== Exercise ==
Reproduce the data shown below exactly.

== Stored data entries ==

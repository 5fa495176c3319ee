use chrono::{DateTime, Utc};

/// A domain event: an immutable fact appended to exactly one aggregate stream.
///
/// Each aggregate defines its events as a closed enum; `event_type` gives the
/// stable wire name of each variant so stored history stays readable.
pub trait Event: Clone + core::fmt::Debug + Send + Sync + 'static {
    /// Stable event name/type identifier (e.g. "identity.user.registered").
    fn event_type(&self) -> &'static str;

    /// Schema version for this event type.
    fn version(&self) -> u32 {
        1
    }

    /// When the event occurred (business time, from the injected clock).
    fn occurred_at(&self) -> DateTime<Utc>;
}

== Answer section ==
repository 5fa495176c3319ee
use chrono::{DateTime, Utc};

/// A domain event: an immutable fact appended to exactly one aggregate stream.
///
/// Each aggregate defines its events as a closed enum; `event_type` gives the
/// stable wire name of each variant so stored history stays readable.
pub trait Event: Clone + core::fmt::Debug + Send + Sync + 'static {
    /// Stable event name/type identifier (e.g. "identity.user.registered").
    fn event_type(&self) -> &'static str;

    /// Schema version for this event type.
    fn version(&self) -> u32 {
        1
    }

    /// When the event occurred (business time, from the injected clock).
    fn occurred_at(&self) -> DateTime<Utc>;
}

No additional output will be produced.